Data extract >>
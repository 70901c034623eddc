//! Media-type, bias and thumbnail classification for normalized entries.
//!
//! Everything here is a pure function over strings and a static domain
//! table: no I/O, no allocation beyond the returned values, and no input
//! (however malformed) makes it fail.

use url::Url;

/// Thumbnail used when no logo is known for an entry's domain.
pub const NO_LOGO_THUMBNAIL: &str = "https://via.placeholder.com/40?text=No+Logo";

/// Logo service base; the thumbnail for a known domain is `{base}/{domain}`.
const LOGO_BASE_URL: &str = "https://logo.clearbit.com";

/// Lower-case markers in a title or summary that flag an entry as audio.
const AUDIO_MARKERS: &[&str] = &["podcast", "audio"];

/// File extensions (lower-case, with dot) recognized as audio links.
const AUDIO_EXTENSIONS: &[&str] = &[
    ".mp3", ".m4a", ".aac", ".ogg", ".oga", ".opus", ".wav", ".flac",
];

/// MIME types outside `audio/*` that still carry audio.
const EXTRA_AUDIO_MIME_TYPES: &[&str] = &["application/ogg", "video/mp4a-latm"];

/// Editorial-leaning labels by registrable domain.
///
/// One canonical table: each domain appears exactly once.
const BIAS_TABLE: &[(&str, &str)] = &[
    // Left
    ("nytimes.com", "left"),
    ("cnn.com", "left"),
    ("huffpost.com", "left"),
    ("msnbc.com", "left"),
    ("theguardian.com", "left"),
    ("salon.com", "left"),
    ("buzzfeednews.com", "left"),
    ("vox.com", "left"),
    // Lean left
    ("politico.com", "lean left"),
    ("cbsnews.com", "lean left"),
    ("nbcnews.com", "lean left"),
    ("theatlantic.com", "lean left"),
    ("time.com", "lean left"),
    ("slate.com", "lean left"),
    ("washingtonpost.com", "lean left"),
    // Center
    ("reuters.com", "center"),
    ("apnews.com", "center"),
    ("bbc.com", "center"),
    ("bbc.co.uk", "center"),
    ("npr.org", "center"),
    ("usatoday.com", "center"),
    ("forbes.com", "center"),
    ("aljazeera.com", "center"),
    ("dw.com", "center"),
    ("france24.com", "center"),
    // Lean right
    ("thehill.com", "lean right"),
    ("wsj.com", "lean right"),
    ("nypost.com", "lean right"),
    ("dailycaller.com", "lean right"),
    ("nationalreview.com", "lean right"),
    // Right
    ("breitbart.com", "right"),
    ("foxnews.com", "right"),
    ("gatewaypundit.com", "right"),
    ("thegatewaypundit.com", "right"),
    ("westernjournal.com", "right"),
    ("dailywire.com", "right"),
    ("newsmax.com", "right"),
    // Alternative
    ("infowars.com", "alternative"),
    ("zerohedge.com", "alternative"),
    ("thefederalist.com", "alternative"),
    ("thedailybeast.com", "alternative"),
    ("theblaze.com", "alternative"),
];

/// The media type of an entry. Every article has exactly one.
#[derive(Debug, Clone, Copy, PartialEq, Eq, Hash)]
pub enum MediaTag {
    Audio,
    Article,
}

impl MediaTag {
    pub fn as_str(self) -> &'static str {
        match self {
            MediaTag::Audio => "audio",
            MediaTag::Article => "article",
        }
    }
}

impl std::fmt::Display for MediaTag {
    fn fmt(&self, f: &mut std::fmt::Formatter<'_>) -> std::fmt::Result {
        f.write_str(self.as_str())
    }
}

/// The fields of an entry the classifier looks at.
#[derive(Debug, Clone, Copy, Default)]
pub struct ClassifyInput<'a> {
    pub title: &'a str,
    pub summary: &'a str,
    pub link: &'a str,
    pub source_name: &'a str,
    /// Declared MIME type of the entry's enclosure, if it has one.
    pub enclosure_mime: Option<&'a str>,
}

/// Result of classifying one entry.
#[derive(Debug, Clone, PartialEq, Eq)]
pub struct Classification {
    pub media: MediaTag,
    pub bias: Option<&'static str>,
    /// Never empty.
    pub thumbnail_url: String,
}

/// Classifies an entry: media tag, optional bias label, thumbnail URL.
///
/// # Examples
///
/// ```
/// use jaggregator::feed::{classify, ClassifyInput, MediaTag, NO_LOGO_THUMBNAIL};
///
/// let c = classify(&ClassifyInput {
///     title: "Weekly podcast",
///     link: "https://www.foxnews.com/show/1",
///     ..Default::default()
/// });
/// assert_eq!(c.media, MediaTag::Audio);
/// assert_eq!(c.bias, Some("right"));
/// assert_eq!(c.thumbnail_url, "https://logo.clearbit.com/foxnews.com");
///
/// let unknown = classify(&ClassifyInput { link: "::not a url::", ..Default::default() });
/// assert_eq!(unknown.media, MediaTag::Article);
/// assert_eq!(unknown.bias, None);
/// assert_eq!(unknown.thumbnail_url, NO_LOGO_THUMBNAIL);
/// ```
pub fn classify(input: &ClassifyInput<'_>) -> Classification {
    let media = media_tag(input);
    let domain = resolve_domain(input.link, input.source_name);
    let known = domain.as_deref().and_then(lookup_domain);

    Classification {
        media,
        bias: known.map(|(_, label)| label),
        thumbnail_url: known
            .map(|(domain, _)| format!("{LOGO_BASE_URL}/{domain}"))
            .unwrap_or_else(|| NO_LOGO_THUMBNAIL.to_string()),
    }
}

/// Determines the media tag of an entry.
pub fn media_tag(input: &ClassifyInput<'_>) -> MediaTag {
    if input.enclosure_mime.is_some_and(is_audio_mime)
        || contains_audio_marker(input.title)
        || contains_audio_marker(input.summary)
        || has_audio_extension(input.link)
    {
        MediaTag::Audio
    } else {
        MediaTag::Article
    }
}

/// Returns true for `audio/*` and the few non-`audio/` types that carry audio.
pub fn is_audio_mime(mime: &str) -> bool {
    let essence = mime.split(';').next().unwrap_or(mime).trim().to_ascii_lowercase();
    essence.starts_with("audio/") || EXTRA_AUDIO_MIME_TYPES.contains(&essence.as_str())
}

/// Returns true when the URL's path ends in a known audio extension.
///
/// Query strings and fragments are ignored; unparsable input is checked as
/// a plain string.
pub fn has_audio_extension(link: &str) -> bool {
    let path = match Url::parse(link.trim()) {
        Ok(url) => url.path().to_ascii_lowercase(),
        Err(_) => link
            .split(['?', '#'])
            .next()
            .unwrap_or_default()
            .trim()
            .to_ascii_lowercase(),
    };
    AUDIO_EXTENSIONS.iter().any(|ext| path.ends_with(ext))
}

/// Guesses a MIME type for an audio link from its extension.
pub fn audio_mime_for_link(link: &str) -> &'static str {
    let lower = link.split(['?', '#']).next().unwrap_or_default().to_ascii_lowercase();
    if lower.ends_with(".m4a") || lower.ends_with(".aac") {
        "audio/mp4"
    } else if lower.ends_with(".ogg") || lower.ends_with(".oga") || lower.ends_with(".opus") {
        "audio/ogg"
    } else if lower.ends_with(".wav") {
        "audio/wav"
    } else if lower.ends_with(".flac") {
        "audio/flac"
    } else {
        "audio/mpeg"
    }
}

fn contains_audio_marker(text: &str) -> bool {
    if text.is_empty() {
        return false;
    }
    let lower = text.to_lowercase();
    AUDIO_MARKERS.iter().any(|marker| lower.contains(marker))
}

/// Resolves the domain used for table lookups.
///
/// The link's host with a leading `www.` stripped; when the link does not
/// parse or has no host, the lower-cased source name instead.
pub fn resolve_domain(link: &str, source_name: &str) -> Option<String> {
    let from_link = Url::parse(link.trim())
        .ok()
        .and_then(|url| url.host_str().map(str::to_ascii_lowercase))
        .filter(|host| !host.is_empty());

    let domain = match from_link {
        Some(host) => host,
        None => source_name.trim().to_lowercase(),
    };

    let domain = domain.strip_prefix("www.").unwrap_or(&domain);
    if domain.is_empty() {
        None
    } else {
        Some(domain.to_string())
    }
}

/// Looks a domain up in the bias table, walking up through parent domains
/// (`rss.cnn.com` → `cnn.com`). Single-label suffixes are never matched.
fn lookup_domain(domain: &str) -> Option<(&'static str, &'static str)> {
    let mut candidate = domain;
    loop {
        if let Some(entry) = BIAS_TABLE.iter().find(|(d, _)| *d == candidate) {
            return Some(*entry);
        }
        match candidate.split_once('.') {
            Some((_, parent)) if parent.contains('.') => candidate = parent,
            _ => return None,
        }
    }
}

#[cfg(test)]
mod tests {
    use super::*;
    use pretty_assertions::assert_eq;
    use proptest::prelude::*;
    use std::collections::HashSet;

    fn input<'a>(title: &'a str, link: &'a str) -> ClassifyInput<'a> {
        ClassifyInput {
            title,
            link,
            ..Default::default()
        }
    }

    #[test]
    fn test_bias_table_has_unique_domains() {
        let mut seen = HashSet::new();
        for (domain, _) in BIAS_TABLE {
            assert!(seen.insert(*domain), "duplicate domain in table: {domain}");
        }
    }

    #[test]
    fn test_audio_by_enclosure_mime() {
        let c = classify(&ClassifyInput {
            title: "Plain title",
            link: "https://example.com/story",
            enclosure_mime: Some("audio/mpeg"),
            ..Default::default()
        });
        assert_eq!(c.media, MediaTag::Audio);
    }

    #[test]
    fn test_non_audio_enclosure_is_article() {
        let c = classify(&ClassifyInput {
            title: "Photo essay",
            link: "https://example.com/story",
            enclosure_mime: Some("image/jpeg"),
            ..Default::default()
        });
        assert_eq!(c.media, MediaTag::Article);
    }

    #[test]
    fn test_audio_by_markers() {
        assert_eq!(media_tag(&input("The Daily Podcast", "")), MediaTag::Audio);
        let by_summary = ClassifyInput {
            summary: "Listen to the AUDIO version",
            ..Default::default()
        };
        assert_eq!(media_tag(&by_summary), MediaTag::Audio);
    }

    #[test]
    fn test_audio_by_extension_ignores_query() {
        assert!(has_audio_extension("https://cdn.example.com/ep.MP3?token=abc"));
        assert!(has_audio_extension("https://cdn.example.com/ep.m4a#t=10"));
        assert!(!has_audio_extension("https://example.com/mp3-players-reviewed"));
        assert!(has_audio_extension("not a url/clip.ogg"));
    }

    #[test]
    fn test_audio_mime_recognition() {
        assert!(is_audio_mime("audio/mpeg"));
        assert!(is_audio_mime("Audio/X-M4A; charset=binary"));
        assert!(is_audio_mime("application/ogg"));
        assert!(!is_audio_mime("video/mp4"));
        assert!(!is_audio_mime(""));
    }

    #[test]
    fn test_audio_mime_for_link() {
        assert_eq!(audio_mime_for_link("https://x/a.mp3"), "audio/mpeg");
        assert_eq!(audio_mime_for_link("https://x/a.M4A?x=1"), "audio/mp4");
        assert_eq!(audio_mime_for_link("https://x/a.opus"), "audio/ogg");
    }

    #[test]
    fn test_www_stripped_for_bias_and_thumbnail() {
        let c = classify(&input("Story", "https://www.cnn.com/2024/01/01/story"));
        assert_eq!(c.media, MediaTag::Article);
        assert_eq!(c.bias, Some("left"));
        assert_eq!(c.thumbnail_url, "https://logo.clearbit.com/cnn.com");
    }

    #[test]
    fn test_subdomain_resolves_to_registrable_domain() {
        let c = classify(&input("Story", "https://rss.nytimes.com/services/xml"));
        assert_eq!(c.bias, Some("left"));
        assert_eq!(c.thumbnail_url, "https://logo.clearbit.com/nytimes.com");
    }

    #[test]
    fn test_unknown_domain_gets_fallback_thumbnail() {
        let c = classify(&input("Story", "https://blog.example.net/post"));
        assert_eq!(c.bias, None);
        assert_eq!(c.thumbnail_url, NO_LOGO_THUMBNAIL);
    }

    #[test]
    fn test_malformed_link_falls_back_to_source_name() {
        let c = classify(&ClassifyInput {
            title: "Story",
            link: "not a url at all",
            source_name: "  NPR.org ",
            ..Default::default()
        });
        assert_eq!(c.bias, Some("center"));
        assert_eq!(c.thumbnail_url, "https://logo.clearbit.com/npr.org");
    }

    #[test]
    fn test_malformed_link_without_source_name() {
        let c = classify(&input("Story", "%%%"));
        assert_eq!(c.bias, None);
        assert_eq!(c.thumbnail_url, NO_LOGO_THUMBNAIL);
    }

    #[test]
    fn test_single_label_suffix_never_matches() {
        assert_eq!(lookup_domain("com"), None);
        assert_eq!(lookup_domain("evil.com"), None);
        assert_eq!(lookup_domain("a.b.cnn.com"), Some(("cnn.com", "left")));
    }

    #[test]
    fn test_resolve_domain() {
        assert_eq!(
            resolve_domain("https://WWW.Example.COM/a", ""),
            Some("example.com".to_string())
        );
        assert_eq!(resolve_domain("", "Some Feed"), Some("some feed".to_string()));
        assert_eq!(resolve_domain("", "   "), None);
    }

    proptest! {
        #[test]
        fn classify_is_total(
            title in ".*",
            summary in ".*",
            link in ".*",
            source in ".*",
        ) {
            let c = classify(&ClassifyInput {
                title: &title,
                summary: &summary,
                link: &link,
                source_name: &source,
                enclosure_mime: None,
            });
            prop_assert!(!c.thumbnail_url.is_empty());
        }

        #[test]
        fn audio_enclosure_always_audio(title in ".*", link in ".*", subtype in "[a-z0-9.+-]{1,12}") {
            let mime = format!("audio/{subtype}");
            let c = classify(&ClassifyInput {
                title: &title,
                link: &link,
                enclosure_mime: Some(&mime),
                ..Default::default()
            });
            prop_assert_eq!(c.media, MediaTag::Audio);
        }
    }
}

What needs to be done >>
Scan the material above for lines holding the string "trim" and copy those lines.

Final answer >>
    let essence = mime.split(';').next().unwrap_or(mime).trim().to_ascii_lowercase();
    let path = match Url::parse(link.trim()) {
            .trim()
    let from_link = Url::parse(link.trim())
        None => source_name.trim().to_lowercase(),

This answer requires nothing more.